4) Adding heterogeneous samples into a subset of homogeneous samples can reduce power for a meta-analysis, rather than having the anticipated effect of increasing power due to increased sample size. This was clearly shown in our published theoretical study[52] which examined the effects of sample heterogeneity by simulating a subset of samples with true effects and the other subset of samples without effects in a meta-analysis (based on GEFOS-2). Figure (adapted from [52]) illustrates that heterogeneity results in power loss in both the mixed-effects and random-effects models. This effect was further demonstrated in our more comprehensive theoretical analyses which considered a wide range of situations and scenarios.[53] Therefore, selecting samples with homogeneous effects may be at least as important as enlarging sample size for meta-analysis. This observation may help explain the inconsistent findings between GEFOS-1 [11] and GEFOS-2 [12] despite the fact that the latter included the majority of samples in the former, and approximately 3 times as many total samples.
Our theoretical analysis was not intended to denigrate the value and importance of GWAS meta-analysis. Large-scale meta-analysis clearly represents a powerful tool for identifying novel genetic variants for osteoporosis. Nevertheless, it is critical to recognize that meta-analysis may introduce false positive/negative results due to heterogeneity and other confounding factors. Consequently, it is important to exert caution when designing studies, and interpreting results generated by meta-analysis of GWASs. In particular, the results of meta-analysis should not be used to evaluate the validity of findings from individual GWASs. Well-designed individual GWASs, using homogenous samples, have significant potential to identify additional novel genes/loci and related biological pathways for osteoporosis and OF that may not necessarily be significant in meta-analysis with larger samples, of more variable heterogeneity.

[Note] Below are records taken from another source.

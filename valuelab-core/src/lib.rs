//! ValueLab Core — estimation of equity valuation and risk metrics under
//! statistical uncertainty.
//!
//! This crate contains the statistical estimation core:
//! - Time-indexed series types with a strictly increasing date axis
//! - Trend estimation (log-linear, moving average, distance, reversion times)
//! - Return aggregation for single assets and weighted baskets
//! - Rolling and regime-conditioned Sharpe ratios
//! - Percentile bootstrap, including a parallel rolling bootstrap
//! - Normal and Student-t distribution fits with a normality test
//!
//! The estimators are pure: no I/O, deterministic given a seed. Data
//! acquisition (price and macro sources, CSV import, TTL cache) lives in
//! [`data`].

pub mod bootstrap;
pub mod data;
pub mod distribution;
pub mod error;
pub mod returns;
pub mod risk;
pub mod rng;
pub mod series;
pub mod stats;
pub mod trend;

pub use bootstrap::{
    bootstrap_ci, bootstrap_sharpe, rolling_bootstrap_ci, BootstrapConfig, ConfidenceInterval,
    RollingInterval, SharpeInterval, SharpeVerdict,
};
pub use distribution::{
    fit_return_distribution, DistributionFit, DistributionReport, JarqueBera, NormalFit,
    StudentTFit,
};
pub use error::EstimationError;
pub use returns::{portfolio_returns, returns, simple_returns, PortfolioReturns, Weights};
pub use risk::{
    regime_conditioned_sharpe, regime_labels, rolling_sharpe, rolling_volatility, Regime,
    RegimeLabels, RegimeSharpe, RegimeStat,
};
pub use rng::RngHierarchy;
pub use series::{PriceFrame, SeriesError, TimeSeries};
pub use trend::{
    fit_exponential_waiting_time, fit_trend, latest_distance, log_trend, log_trend_fit,
    pct_distance, smooth_trend, time_to_reversion, LogTrendFit, TrendModel,
};
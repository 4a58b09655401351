//! Trend estimation on raw price sequences.
//!
//! Two trend models are supported:
//! - Log-linear: least-squares line through `(t, ln price)`, exponentiated back
//!   to price space. Its slope is the per-period log drift.
//! - Moving average: trailing mean with a minimum-period floor of 1, so the
//!   first `window − 1` points average whatever history exists (a front-loaded
//!   bias, not a bug).
//!
//! Plus the derived readings the dashboard shows next to a trend: percent
//! distance from trend and the waiting time until price crosses back.

use serde::{Deserialize, Serialize};

use crate::error::EstimationError;
use crate::series::TimeSeries;
use crate::stats::TRADING_DAYS;

/// Which trend model to fit.
#[derive(Debug, Clone, Copy, PartialEq, Eq, Serialize, Deserialize)]
#[serde(rename_all = "snake_case")]
pub enum TrendModel {
    /// Exponential fit (log-linear regression), the CAGR reading of the price.
    LogLinear,
    /// Simple moving average over the configured window.
    MovingAverage,
}

/// A fitted log-linear trend.
#[derive(Debug, Clone, Serialize)]
pub struct LogTrendFit {
    /// Fitted `ln(price)` at the first clean observation.
    pub intercept: f64,
    /// Fitted log drift per period.
    pub slope: f64,
    /// `exp(intercept + slope·t)` on the cleaned index.
    pub trend: TimeSeries,
}

impl LogTrendFit {
    /// Compound annual growth implied by the slope, as a fraction.
    pub fn annualized_growth(&self) -> f64 {
        (self.slope * TRADING_DAYS).exp() - 1.0
    }
}

/// Fit `ln(price) = a + b·t` by ordinary least squares.
///
/// Missing values are dropped first, as are non-positive prices, whose
/// logarithm is undefined. The time index counts clean observations, so a
/// calendar gap is not treated as elapsed time.
pub fn log_trend_fit(prices: &TimeSeries) -> Result<LogTrendFit, EstimationError> {
    let clean = prices.filter(|p| p.is_finite() && p > 0.0);
    let n = clean.len();
    if n < 2 {
        return Err(EstimationError::InsufficientData {
            required: 2,
            actual: n,
        });
    }

    let ys: Vec<f64> = clean.values().iter().map(|p| p.ln()).collect();
    let x_mean = (n - 1) as f64 / 2.0;
    let y_mean = ys.iter().sum::<f64>() / n as f64;

    let mut sxy = 0.0;
    let mut sxx = 0.0;
    for (i, y) in ys.iter().enumerate() {
        let dx = i as f64 - x_mean;
        sxy += dx * (y - y_mean);
        sxx += dx * dx;
    }
    let slope = sxy / sxx;
    let intercept = y_mean - slope * x_mean;

    let values = (0..n)
        .map(|i| (intercept + slope * i as f64).exp())
        .collect();
    let trend = TimeSeries::derived("log_trend", clean.dates().to_vec(), values);

    Ok(LogTrendFit {
        intercept,
        slope,
        trend,
    })
}

/// Log-linear trend line aligned to the NaN-dropped price index.
pub fn log_trend(prices: &TimeSeries) -> Result<TimeSeries, EstimationError> {
    log_trend_fit(prices).map(|fit| fit.trend)
}

/// Trailing simple moving average with a minimum-period floor of 1.
///
/// `NaN` inputs are skipped inside a window; a window with no valid value
/// yields `NaN`. Output is aligned index-for-index with the input.
pub fn smooth_trend(prices: &TimeSeries, window: usize) -> Result<TimeSeries, EstimationError> {
    if window == 0 {
        return Err(EstimationError::invalid("window", "must be >= 1"));
    }

    let values = prices.values();
    let smoothed = (0..values.len())
        .map(|i| {
            let start = (i + 1).saturating_sub(window);
            let (sum, count) = values[start..=i]
                .iter()
                .filter(|v| !v.is_nan())
                .fold((0.0, 0usize), |(s, c), &v| (s + v, c + 1));
            if count == 0 {
                f64::NAN
            } else {
                sum / count as f64
            }
        })
        .collect();

    Ok(TimeSeries::derived(
        "smooth_trend",
        prices.dates().to_vec(),
        smoothed,
    ))
}

/// Fit the configured trend model.
pub fn fit_trend(
    prices: &TimeSeries,
    model: TrendModel,
    window: usize,
) -> Result<TimeSeries, EstimationError> {
    match model {
        TrendModel::LogLinear => log_trend(prices),
        TrendModel::MovingAverage => smooth_trend(prices, window),
    }
}

/// Percent distance of price from trend: `(price − trend) / trend × 100`.
///
/// Computed on the dates present in both series. A zero trend value yields an
/// infinite or `NaN` entry, which is passed through rather than masked.
pub fn pct_distance(prices: &TimeSeries, trend: &TimeSeries) -> TimeSeries {
    let (dates, values) = paired(prices, trend)
        .map(|(date, p, t)| (date, (p - t) / t * 100.0))
        .unzip();
    TimeSeries::derived("pct_distance", dates, values)
}

/// Most recent percent distance from trend, the dashboard's headline number.
pub fn latest_distance(prices: &TimeSeries, trend: &TimeSeries) -> Option<f64> {
    pct_distance(prices, trend).last().map(|(_, v)| v)
}

/// Lengths of consecutive runs where price stays on one side of the trend.
///
/// Runs are returned in time order. "Above" is strict; a missing price counts
/// as not above. The durations sum to the number of compared dates.
pub fn time_to_reversion(prices: &TimeSeries, trend: &TimeSeries) -> Vec<usize> {
    let mut durations = Vec::new();
    let mut current: Option<(bool, usize)> = None;

    for (_, p, t) in paired(prices, trend) {
        let above = p > t;
        current = match current {
            Some((side, len)) if side == above => Some((side, len + 1)),
            Some((_, len)) => {
                durations.push(len);
                Some((above, 1))
            }
            None => Some((above, 1)),
        };
    }
    if let Some((_, len)) = current {
        durations.push(len);
    }
    durations
}

/// Maximum-likelihood rate of an exponential fit to waiting times: `1 / mean`.
///
/// `None` when there is nothing to fit.
pub fn fit_exponential_waiting_time(durations: &[usize]) -> Option<f64> {
    if durations.is_empty() {
        return None;
    }
    let mean = durations.iter().sum::<usize>() as f64 / durations.len() as f64;
    (mean > 0.0).then(|| 1.0 / mean)
}

/// Merge-join two series on their common dates.
fn paired<'a>(
    left: &'a TimeSeries,
    right: &'a TimeSeries,
) -> impl Iterator<Item = (chrono::NaiveDate, f64, f64)> + 'a {
    right
        .iter()
        .filter_map(move |(date, r)| left.get(date).map(|l| (date, l, r)))
}
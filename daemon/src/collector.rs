//! Process table access (reads /proc on Linux)

mod linux;

pub use linux::LinuxProcessCollector;

use crate::error::SampleError;

pub const BYTES_PER_MB: f64 = 1024.0 * 1024.0;

/// One process observed during a sampling pass.
#[derive(Debug, Clone, PartialEq)]
pub struct ProcessSample {
    pub pid: u32,
    pub name: String,
    pub memory_mb: f64,
    pub cpu_percent: Option<f64>,
}

impl ProcessSample {
    /// Builds a sample from raw readings, applying the "Unknown" name default
    /// and clamping negative readings to zero.
    pub fn new(pid: u32, name: &str, rss_bytes: u64, cpu_percent: Option<f64>) -> Self {
        let name = name.trim();
        Self {
            pid,
            name: if name.is_empty() {
                "Unknown".to_string()
            } else {
                name.to_string()
            },
            memory_mb: rss_bytes as f64 / BYTES_PER_MB,
            cpu_percent: cpu_percent.map(|c| if c.is_finite() { c.max(0.0) } else { 0.0 }),
        }
    }
}

/// Result of reading a single PID. The process table changes under us, so
/// every variant except `Sampled` is an expected outcome.
#[derive(Debug, Clone, PartialEq)]
pub enum ProbeOutcome {
    Sampled(ProcessSample),
    SkippedNoMemoryInfo,
    SkippedAccessDenied,
    SkippedVanished,
}

pub trait ProcessCollector: Send + Sync {
    /// Lists every PID currently visible. Failing here fails the whole pass.
    fn list_pids(&self) -> Result<Vec<u32>, SampleError>;

    /// Reads one process. With `with_cpu`, CPU usage is computed against the
    /// PID's stored baseline, and the baseline is moved forward.
    fn probe(&self, pid: u32, with_cpu: bool) -> ProbeOutcome;

    /// Records a CPU baseline for `pid` without producing a reading.
    /// Returns false if the process could not be read.
    fn prime_cpu(&self, pid: u32) -> bool;

    /// Drops every stored CPU baseline.
    fn reset_cpu(&self);

    /// Drops baselines for PIDs not in `active_pids`.
    fn retain_cpu(&self, _active_pids: &[u32]) {}
}
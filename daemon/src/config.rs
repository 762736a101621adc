//! Configuration management (TOML)

use crate::error::ConfigError;
use serde::{Deserialize, Serialize};
use std::fs;
use std::path::{Path, PathBuf};
use std::time::Duration;

#[derive(Debug, Clone, Default, Serialize, Deserialize)]
#[serde(default)]
pub struct Config {
    pub general: GeneralConfig,
    pub storage: StorageConfig,
    pub server: ServerConfig,
    pub logging: LoggingConfig,
}

#[derive(Debug, Clone, Serialize, Deserialize)]
#[serde(default)]
pub struct GeneralConfig {
    /// Processes kept per sampling pass.
    pub limit: usize,
    pub interval_secs: u64,
    /// CPU priming warm-up before the first monitoring pass.
    pub warmup_ms: u64,
}

#[derive(Debug, Clone, Serialize, Deserialize)]
#[serde(default)]
pub struct StorageConfig {
    pub data_dir: PathBuf,
    pub snapshot_file: String,
    pub monitoring_file: String,
}

#[derive(Debug, Clone, Serialize, Deserialize)]
#[serde(default)]
pub struct ServerConfig {
    pub bind: String,
}

#[derive(Debug, Clone, Serialize, Deserialize)]
#[serde(default)]
pub struct LoggingConfig {
    /// tracing-subscriber filter directives; RUST_LOG wins when set.
    pub level: String,
    pub file: Option<PathBuf>,
    pub console: bool,
}

impl Default for GeneralConfig {
    fn default() -> Self {
        GeneralConfig {
            limit: 20,
            interval_secs: 2,
            warmup_ms: 1000,
        }
    }
}

impl Default for StorageConfig {
    fn default() -> Self {
        StorageConfig {
            data_dir: PathBuf::from("databag"),
            snapshot_file: "performance-snapshot.csv".to_string(),
            monitoring_file: "performance-monitoring.csv".to_string(),
        }
    }
}

impl Default for ServerConfig {
    fn default() -> Self {
        ServerConfig {
            bind: "127.0.0.1:5000".to_string(),
        }
    }
}

impl Default for LoggingConfig {
    fn default() -> Self {
        LoggingConfig {
            level: "info".to_string(),
            file: Some(PathBuf::from("logs").join("task-monitor.log")),
            console: true,
        }
    }
}

impl GeneralConfig {
    pub fn interval(&self) -> Duration {
        Duration::from_secs(self.interval_secs)
    }

    pub fn warmup(&self) -> Duration {
        Duration::from_millis(self.warmup_ms)
    }
}

impl StorageConfig {
    pub fn snapshot_path(&self) -> PathBuf {
        self.data_dir.join(&self.snapshot_file)
    }

    pub fn monitoring_path(&self) -> PathBuf {
        self.data_dir.join(&self.monitoring_file)
    }
}

impl Config {
    pub fn load(path: &Path) -> Result<Self, ConfigError> {
        let content = fs::read_to_string(path).map_err(|source| ConfigError::Read {
            path: path.to_path_buf(),
            source,
        })?;
        let config: Config = toml::from_str(&content)?;
        Ok(config)
    }

    pub fn save(&self, path: &Path) -> Result<(), ConfigError> {
        let content = toml::to_string_pretty(self)?;
        let write_err = |source| ConfigError::Write {
            path: path.to_path_buf(),
            source,
        };
        if let Some(parent) = path.parent() {
            fs::create_dir_all(parent).map_err(write_err)?;
        }
        fs::write(path, content).map_err(write_err)?;
        Ok(())
    }

    pub fn config_path() -> PathBuf {
        directories::ProjectDirs::from("", "", "taskmon")
            .map(|dirs| dirs.config_dir().join("config.toml"))
            .unwrap_or_else(|| PathBuf::from("config.toml"))
    }

    /// Loads `explicit` (or the default location), falling back to defaults
    /// when no file was named and none exists at the default location.
    pub fn load_or_default(explicit: Option<&Path>) -> Result<Self, ConfigError> {
        match explicit {
            Some(path) => Config::load(path),
            None => {
                let path = Config::config_path();
                if path.exists() {
                    Config::load(&path)
                } else {
                    Ok(Config::default())
                }
            }
        }
    }
}
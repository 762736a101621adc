//! Scripted process table for tests

#![allow(dead_code)]

use std::collections::HashSet;
use std::sync::Mutex;
use std::time::Duration;
use taskmon_daemon::collector::{ProbeOutcome, ProcessCollector, ProcessSample};
use taskmon_daemon::error::SampleError;

#[derive(Clone)]
pub enum Entry {
    Proc { name: &'static str, rss: u64, cpu: f64 },
    NoMemory,
    Denied,
    Vanished,
}

pub const MB: u64 = 1024 * 1024;

pub struct ScriptedCollector {
    entries: Vec<(u32, Entry)>,
    fail_enumeration: bool,
    scan_delay: Duration,
    baselines: Mutex<HashSet<u32>>,
    resets: Mutex<usize>,
}

impl ScriptedCollector {
    pub fn new(entries: Vec<(u32, Entry)>) -> Self {
        Self {
            entries,
            fail_enumeration: false,
            scan_delay: Duration::ZERO,
            baselines: Mutex::new(HashSet::new()),
            resets: Mutex::new(0),
        }
    }

    pub fn broken() -> Self {
        Self {
            fail_enumeration: true,
            ..Self::new(Vec::new())
        }
    }

    /// Every enumeration blocks the calling thread for `delay`.
    pub fn slow(entries: Vec<(u32, Entry)>, delay: Duration) -> Self {
        Self {
            scan_delay: delay,
            ..Self::new(entries)
        }
    }

    pub fn baseline_count(&self) -> usize {
        self.baselines.lock().unwrap().len()
    }

    pub fn reset_count(&self) -> usize {
        *self.resets.lock().unwrap()
    }

    fn entry(&self, pid: u32) -> Option<&Entry> {
        self.entries.iter().find(|(p, _)| *p == pid).map(|(_, e)| e)
    }
}

impl ProcessCollector for ScriptedCollector {
    fn list_pids(&self) -> Result<Vec<u32>, SampleError> {
        if !self.scan_delay.is_zero() {
            std::thread::sleep(self.scan_delay);
        }
        if self.fail_enumeration {
            return Err(SampleError::Enumeration {
                path: "/proc".into(),
                source: std::io::Error::new(std::io::ErrorKind::Other, "procfs unavailable"),
            });
        }
        Ok(self.entries.iter().map(|(pid, _)| *pid).collect())
    }

    fn probe(&self, pid: u32, with_cpu: bool) -> ProbeOutcome {
        match self.entry(pid) {
            Some(Entry::Proc { name, rss, cpu }) => {
                let cpu = with_cpu.then(|| {
                    // First reading of an unprimed pid is a cold start.
                    if self.baselines.lock().unwrap().insert(pid) {
                        0.0
                    } else {
                        *cpu
                    }
                });
                ProbeOutcome::Sampled(ProcessSample::new(pid, name, *rss, cpu))
            }
            Some(Entry::NoMemory) => ProbeOutcome::SkippedNoMemoryInfo,
            Some(Entry::Denied) => ProbeOutcome::SkippedAccessDenied,
            Some(Entry::Vanished) | None => ProbeOutcome::SkippedVanished,
        }
    }

    fn prime_cpu(&self, pid: u32) -> bool {
        match self.entry(pid) {
            Some(Entry::Proc { .. }) | Some(Entry::NoMemory) => {
                self.baselines.lock().unwrap().insert(pid);
                true
            }
            _ => false,
        }
    }

    fn reset_cpu(&self) {
        self.baselines.lock().unwrap().clear();
        *self.resets.lock().unwrap() += 1;
    }

    fn retain_cpu(&self, active_pids: &[u32]) {
        self.baselines.lock().unwrap().retain(|pid| active_pids.contains(pid));
    }
}

/// Three readable processes plus one of every failure kind.
pub fn mixed_table() -> Vec<(u32, Entry)> {
    vec![
        (1, Entry::Proc { name: "init", rss: 10 * MB, cpu: 0.5 }),
        (2, Entry::Vanished),
        (3, Entry::Proc { name: "postgres", rss: 300 * MB, cpu: 12.0 }),
        (4, Entry::Denied),
        (5, Entry::NoMemory),
        (6, Entry::Proc { name: "", rss: 50 * MB, cpu: 3.0 }),
    ]
}
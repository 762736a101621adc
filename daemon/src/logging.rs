//! Logging setup (tracing)

use crate::config::LoggingConfig;
use crate::error::LogError;
use std::fs;
use std::path::Path;
use tracing::Span;
use tracing_appender::non_blocking::WorkerGuard;
use tracing_subscriber::prelude::*;
use tracing_subscriber::{fmt, EnvFilter};

/// Owns the logging configuration and the file writer's flush guard.
///
/// `main` builds one and hands it to each component, which takes a named
/// span from it. Nothing is global until `init` runs, and `init` only
/// installs a subscriber once per context.
pub struct LogContext {
    config: LoggingConfig,
    initialized: bool,
    guard: Option<WorkerGuard>,
}

impl LogContext {
    pub fn new(config: LoggingConfig) -> Self {
        Self {
            config,
            initialized: false,
            guard: None,
        }
    }

    pub fn is_initialized(&self) -> bool {
        self.initialized
    }

    pub fn init(&mut self) -> Result<(), LogError> {
        if self.initialized {
            return Ok(());
        }
        let directives =
            std::env::var("RUST_LOG").unwrap_or_else(|_| self.config.level.clone());
        let filter = EnvFilter::try_new(directives)?;

        let console = self
            .config
            .console
            .then(|| fmt::layer().with_writer(std::io::stderr));

        let file = match &self.config.file {
            Some(path) => {
                let (writer, guard) = file_writer(path)?;
                self.guard = Some(guard);
                Some(fmt::layer().with_ansi(false).with_writer(writer))
            }
            None => None,
        };

        tracing_subscriber::registry()
            .with(filter)
            .with(console)
            .with(file)
            .try_init()?;
        self.initialized = true;
        Ok(())
    }

    /// Span that tags every event a component emits with its name.
    pub fn component(&self, name: &'static str) -> Span {
        tracing::info_span!("component", name)
    }
}

impl Default for LogContext {
    fn default() -> Self {
        Self::new(LoggingConfig {
            file: None,
            ..LoggingConfig::default()
        })
    }
}

fn file_writer(
    path: &Path,
) -> Result<(tracing_appender::non_blocking::NonBlocking, WorkerGuard), LogError> {
    let dir = match path.parent() {
        Some(dir) if !dir.as_os_str().is_empty() => dir,
        _ => Path::new("."),
    };
    fs::create_dir_all(dir).map_err(|source| LogError::Directory {
        path: dir.to_path_buf(),
        source,
    })?;
    let file_name = path
        .file_name()
        .ok_or_else(|| LogError::FileName(path.to_path_buf()))?;
    let appender = tracing_appender::rolling::never(dir, file_name);
    Ok(tracing_appender::non_blocking(appender))
}
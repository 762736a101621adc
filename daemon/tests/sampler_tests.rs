mod common;

use common::{mixed_table, Entry, ScriptedCollector, MB};
use std::time::Duration;
use taskmon_daemon::error::SampleError;
use taskmon_daemon::logging::LogContext;
use taskmon_daemon::primer::{prime_all, prime_baselines, warm_up};
use taskmon_daemon::sampler::{ProcessSampler, SampleStats};
use tokio::sync::watch;

#[test]
fn test_failures_are_counted_and_excluded() {
    let mut sampler = ProcessSampler::new(ScriptedCollector::new(mixed_table()), &LogContext::default());
    let batch = sampler.sample_memory(20).unwrap();

    let pids: Vec<u32> = batch.iter().map(|s| s.pid).collect();
    assert_eq!(pids, vec![3, 6, 1]);
    assert_eq!(
        sampler.last_stats(),
        SampleStats {
            sampled: 3,
            no_memory_info: 1,
            access_denied: 1,
            vanished: 1,
        }
    );
    assert_eq!(sampler.last_stats().errors(), 3);
    assert!(batch.iter().all(|s| s.memory_mb > 0.0));
    assert!(!batch.has_cpu());
}

#[test]
fn test_empty_name_defaults_to_unknown() {
    let mut sampler = ProcessSampler::new(ScriptedCollector::new(mixed_table()), &LogContext::default());
    let batch = sampler.sample_memory(20).unwrap();
    let unnamed = batch.iter().find(|s| s.pid == 6).unwrap();
    assert_eq!(unnamed.name, "Unknown");
    assert_eq!(unnamed.memory_mb, 50.0);
}

#[test]
fn test_limit_truncates_and_counters_reset() {
    let mut sampler = ProcessSampler::new(ScriptedCollector::new(mixed_table()), &LogContext::default());
    let batch = sampler.sample_memory(1).unwrap();
    assert_eq!(batch.len(), 1);
    assert_eq!(batch.as_slice()[0].name, "postgres");

    sampler.sample_memory(1).unwrap();
    assert_eq!(sampler.last_stats().sampled, 3, "counters are per pass");
}

#[test]
fn test_enumeration_failure_is_fatal() {
    let mut sampler = ProcessSampler::new(ScriptedCollector::broken(), &LogContext::default());
    assert!(matches!(
        sampler.sample_memory(5),
        Err(SampleError::Enumeration { .. })
    ));
    assert!(prime_baselines(&ScriptedCollector::broken()).is_err());
}

#[test]
fn test_primed_cpu_sampling_reports_usage() {
    let collector = ScriptedCollector::new(mixed_table());
    let primed = prime_baselines(&collector).unwrap();
    assert_eq!(primed.primed(), 3 + 1); // readable processes plus the one without memory info
    assert_eq!(primed.skipped(), 2);
    assert_eq!(collector.reset_count(), 1);

    let mut sampler = ProcessSampler::new(collector, &LogContext::default());
    let batch = sampler.sample_memory_and_cpu(&primed, 10).unwrap();
    assert!(batch.has_cpu());
    let postgres = batch.iter().find(|s| s.name == "postgres").unwrap();
    assert_eq!(postgres.cpu_percent, Some(12.0));
    // Sorted by memory, not CPU.
    let pids: Vec<u32> = batch.iter().map(|s| s.pid).collect();
    assert_eq!(pids, vec![3, 6, 1]);
    // Every pid still listed keeps its baseline.
    assert_eq!(sampler.collector().baseline_count(), 4);
}

#[test]
fn test_cpu_pass_keeping_no_rows_stays_in_cpu_mode() {
    let collector = ScriptedCollector::new(mixed_table());
    let primed = prime_baselines(&collector).unwrap();
    let mut sampler = ProcessSampler::new(collector, &LogContext::default());

    let batch = sampler.sample_memory_and_cpu(&primed, 0).unwrap();
    assert!(batch.is_empty());
    assert!(batch.has_cpu());
    assert!(!sampler.sample_memory(0).unwrap().has_cpu());
}

#[test]
fn test_process_started_after_priming_is_a_cold_start() {
    let collector = ScriptedCollector::new(vec![(7, Entry::Proc { name: "late", rss: MB, cpu: 40.0 })]);
    let mut sampler = ProcessSampler::new(collector, &LogContext::default());
    let primed = prime_baselines(&ScriptedCollector::new(Vec::new())).unwrap();

    let first = sampler.sample_memory_and_cpu(&primed, 5).unwrap();
    assert_eq!(first.as_slice()[0].cpu_percent, Some(0.0));
    let second = sampler.sample_memory_and_cpu(&primed, 5).unwrap();
    assert_eq!(second.as_slice()[0].cpu_percent, Some(40.0));
}

#[tokio::test]
async fn test_prime_all_waits_for_warmup() {
    let collector = ScriptedCollector::new(mixed_table());
    let started = std::time::Instant::now();
    let primed = prime_all(&collector, Duration::from_millis(50)).await.unwrap();
    assert!(started.elapsed() >= Duration::from_millis(50));
    assert_eq!(primed.primed(), 4);
    assert!(primed.at() >= started);
    assert_eq!(collector.baseline_count(), 4);
}

#[tokio::test]
async fn test_warm_up_returns_token_after_waiting() {
    let primed = prime_baselines(&ScriptedCollector::new(mixed_table())).unwrap();
    let (_tx, mut rx) = watch::channel(false);
    let started = std::time::Instant::now();
    let primed = warm_up(primed, Duration::from_millis(30), &mut rx).await.unwrap();
    assert!(started.elapsed() >= Duration::from_millis(30));
    assert_eq!(primed.primed(), 4);
}

#[tokio::test]
async fn test_warm_up_gives_up_on_shutdown() {
    let primed = prime_baselines(&ScriptedCollector::new(mixed_table())).unwrap();
    let (tx, mut rx) = watch::channel(false);
    tokio::spawn(async move {
        tokio::time::sleep(Duration::from_millis(20)).await;
        let _ = tx.send(true);
    });
    let started = std::time::Instant::now();
    assert!(warm_up(primed, Duration::from_secs(30), &mut rx).await.is_none());
    assert!(started.elapsed() < Duration::from_secs(5));

    // A dropped sender also ends the wait.
    let primed = prime_baselines(&ScriptedCollector::new(mixed_table())).unwrap();
    let (tx, mut rx) = watch::channel(false);
    drop(tx);
    assert!(warm_up(primed, Duration::from_secs(30), &mut rx).await.is_none());
}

Over the past 4 years, individual GWASs and meta-analyses of GWASs have highlighted more than 70 genes/loci and related biological pathways that contribute to the pathophysiology of osteoporosis and/or OF. Some of these genes, such as WNT, RANK-RANKL-OPG, have known functional relevance to bone metabolism and endochondral ossification, and their contribution to osteoporosis has been well established in earlier candidate gene studies.[5,54,55] The function of these established genes, proteins and related biological pathways has been reviewed elsewhere.[10] However, the purpose of GWASs is not merely to verify previous findings but, more importantly, to identify novel genes and pathways associated with complex diseases. It is notable that more than half of the genes/loci listed in Table 1 are novel, though their functional importance to bone metabolism awaits validation, ultimately through molecular functional studies.
Collectively, the genes/loci identified from individual GWASs and meta-analyses, to date, explain less than 6% of the variance in BMD variation. Therefore, further endeavors are needed to explore undiscovered genetic factors associated with BMD variation. At the DNA level, there are several possible paths towards uncovering these novel and elusive genes:
1) Well-designed, powerful individual GWASs. For such studies to be powerful, well-defined and homogeneous phenotypes measured with high data quality and accuracy, large and homogeneous samples, and comprehensive statistical and bioinformatical analyses should be needed.
2) Meta-analyses with even larger samples than GEFOS-2, which must be executed with caution because of the power loss associated with between-study heterogeneity and other confounding factors.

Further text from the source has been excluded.